── Records to process ──

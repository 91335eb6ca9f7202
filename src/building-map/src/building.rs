// Copyright 2026 The Simlin Authors. All rights reserved.
// Use of this source code is governed by the Apache License,
// Version 2.0, that can be found in the LICENSE file.

use std::collections::{BTreeMap, BTreeSet};

use serde::{Deserialize, Serialize};

use crate::common::{Error, ErrorCode, ErrorKind, Result, Warning};
use crate::config::LevelConfig;
use crate::drawing::DrawingLoader;
use crate::format::{self, LevelRecord, OrderedMap};
use crate::level::Level;

/// Top level of a building map file.
#[derive(Clone, Debug, PartialEq, Default, Serialize, Deserialize)]
pub struct BuildingRecord {
    #[serde(default)]
    pub name: String,
    #[serde(default)]
    pub levels: OrderedMap<LevelRecord>,
    /// Everything else (lifts, crowd simulation settings, ...), carried
    /// through verbatim.
    #[serde(flatten)]
    pub other: BTreeMap<String, serde_json::Value>,
}

#[derive(Clone, Debug, PartialEq)]
pub struct Building {
    pub name: String,
    pub levels: Vec<Level>,
    other: BTreeMap<String, serde_json::Value>,
}

#[derive(Clone, Debug)]
pub struct LoadedBuilding {
    pub building: Building,
    pub warnings: Vec<Warning>,
}

impl Building {
    pub fn new(name: &str) -> Self {
        Building {
            name: name.to_owned(),
            levels: vec![],
            other: BTreeMap::new(),
        }
    }

    /// Load every level in file order, collecting their warnings.  The
    /// first structural error aborts the whole building.
    pub fn from_record(
        record: &BuildingRecord,
        drawings: &dyn DrawingLoader,
        config: &LevelConfig,
    ) -> Result<LoadedBuilding> {
        let mut levels = Vec::with_capacity(record.levels.len());
        let mut warnings = vec![];
        for (name, level_record) in record.levels.iter() {
            let loaded = format::deserialize_level(name, level_record, drawings, config)?;
            levels.push(loaded.level);
            warnings.extend(loaded.warnings);
        }

        let building = Building {
            name: record.name.clone(),
            levels,
            other: record.other.clone(),
        };
        Ok(LoadedBuilding { building, warnings })
    }

    pub fn to_record(&self) -> BuildingRecord {
        let mut levels = OrderedMap::new();
        for level in self.levels.iter() {
            levels.insert(level.name.clone(), format::serialize_level(level));
        }
        BuildingRecord {
            name: self.name.clone(),
            levels,
            other: self.other.clone(),
        }
    }

    pub fn from_yaml_str(text: &str, drawings: &dyn DrawingLoader) -> Result<LoadedBuilding> {
        let record: BuildingRecord = serde_yaml::from_str(text).map_err(|err| {
            Error::new(
                ErrorKind::Import,
                ErrorCode::YamlDeserialization,
                Some(err.to_string()),
            )
        })?;
        Self::from_record(&record, drawings, &LevelConfig::default())
    }

    pub fn from_json_str(text: &str, drawings: &dyn DrawingLoader) -> Result<LoadedBuilding> {
        let record: BuildingRecord = serde_json::from_str(text).map_err(|err| {
            Error::new(
                ErrorKind::Import,
                ErrorCode::JsonDeserialization,
                Some(err.to_string()),
            )
        })?;
        Self::from_record(&record, drawings, &LevelConfig::default())
    }

    pub fn to_yaml_string(&self) -> Result<String> {
        serde_yaml::to_string(&self.to_record()).map_err(|err| {
            Error::new(
                ErrorKind::Export,
                ErrorCode::YamlSerialization,
                Some(err.to_string()),
            )
        })
    }

    pub fn to_json_string(&self) -> Result<String> {
        serde_json::to_string_pretty(&self.to_record()).map_err(|err| {
            Error::new(
                ErrorKind::Export,
                ErrorCode::JsonSerialization,
                Some(err.to_string()),
            )
        })
    }

    pub fn level(&self, name: &str) -> Option<&Level> {
        self.levels.iter().find(|level| level.name == name)
    }

    pub fn level_mut(&mut self, name: &str) -> Option<&mut Level> {
        self.levels.iter_mut().find(|level| level.name == name)
    }

    /// Sorted, de-duplicated model names placed anywhere in the building:
    /// the set of assets a simulator has to fetch.
    pub fn model_names(&self) -> Vec<String> {
        let names: BTreeSet<&str> = self
            .levels
            .iter()
            .flat_map(|level| level.models().iter())
            .map(|model| model.model_name.as_str())
            .collect();
        names.into_iter().map(str::to_owned).collect()
    }
}

#[cfg(test)]
mod tests {
    use super::*;
    use crate::datamodel::Model;
    use crate::drawing::NoDrawings;

    const TWO_LEVELS: &str = r#"
name: depot
lifts:
  lift_1: {depth: 2.0, width: 2.0}
levels:
  L2:
    elevation: 4.0
    x_meters: 30
    y_meters: 10
    models:
      - {name: c1, model_name: OfficeChair, x: 10, y: 10, yaw: 0.5, static: true}
  L1:
    x_meters: 30
    y_meters: 10
    models:
      - {name: t1, model_name: Table, x: 1, y: 2}
      - {name: c2, model_name: OfficeChair, x: 3, y: 4}
"#;

    #[test]
    fn test_levels_in_file_order() {
        let loaded = Building::from_yaml_str(TWO_LEVELS, &NoDrawings).unwrap();
        let building = loaded.building;
        assert!(loaded.warnings.is_empty());
        assert_eq!("depot", building.name);
        let names: Vec<&str> = building.levels.iter().map(|l| l.name.as_str()).collect();
        assert_eq!(vec!["L2", "L1"], names);
        assert_eq!(4.0, building.level("L2").unwrap().elevation);
        assert!(building.level("L3").is_none());
    }

    #[test]
    fn test_model_names() {
        let mut building = Building::from_yaml_str(TWO_LEVELS, &NoDrawings)
            .unwrap()
            .building;
        assert_eq!(vec!["OfficeChair", "Table"], building.model_names());

        building.level_mut("L1").unwrap().add_model(Model {
            model_name: "Aardvark".to_string(),
            ..Default::default()
        });
        assert_eq!(vec!["Aardvark", "OfficeChair", "Table"], building.model_names());
    }

    #[test]
    fn test_other_keys_preserved() {
        let building = Building::from_yaml_str(TWO_LEVELS, &NoDrawings)
            .unwrap()
            .building;
        let record = building.to_record();
        assert_eq!(
            Some(&serde_json::json!({"lift_1": {"depth": 2.0, "width": 2.0}})),
            record.other.get("lifts")
        );

        let json = building.to_json_string().unwrap();
        let reloaded = Building::from_json_str(&json, &NoDrawings).unwrap().building;
        assert_eq!(record.other, reloaded.to_record().other);
        assert_eq!(building.model_names(), reloaded.model_names());
    }

    #[test]
    fn test_parse_errors() {
        let err = Building::from_yaml_str("levels: [1, 2", &NoDrawings).unwrap_err();
        assert_eq!(ErrorKind::Import, err.kind);
        assert_eq!(ErrorCode::YamlDeserialization, err.code);

        let err = Building::from_json_str("{\"levels\": 7}", &NoDrawings).unwrap_err();
        assert_eq!(ErrorCode::JsonDeserialization, err.code);

        let err = Building::from_yaml_str("levels:\n  L1: {x_meters: 3}\n", &NoDrawings)
            .unwrap_err();
        assert_eq!(ErrorCode::MissingDimension, err.code);
    }

    #[test]
    fn test_empty_building() {
        let building = Building::new("empty");
        let text = building.to_yaml_string().unwrap();
        let reloaded = Building::from_yaml_str(&text, &NoDrawings).unwrap().building;
        assert_eq!(building, reloaded);
    }
}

───

▶ [What you are asked to do]: Wherever the word "LevelConfig" appears in the data, return the whole line.

▶ [Result below]:
use crate::config::LevelConfig;
        config: &LevelConfig,
        Self::from_record(&record, drawings, &LevelConfig::default())
        Self::from_record(&record, drawings, &LevelConfig::default())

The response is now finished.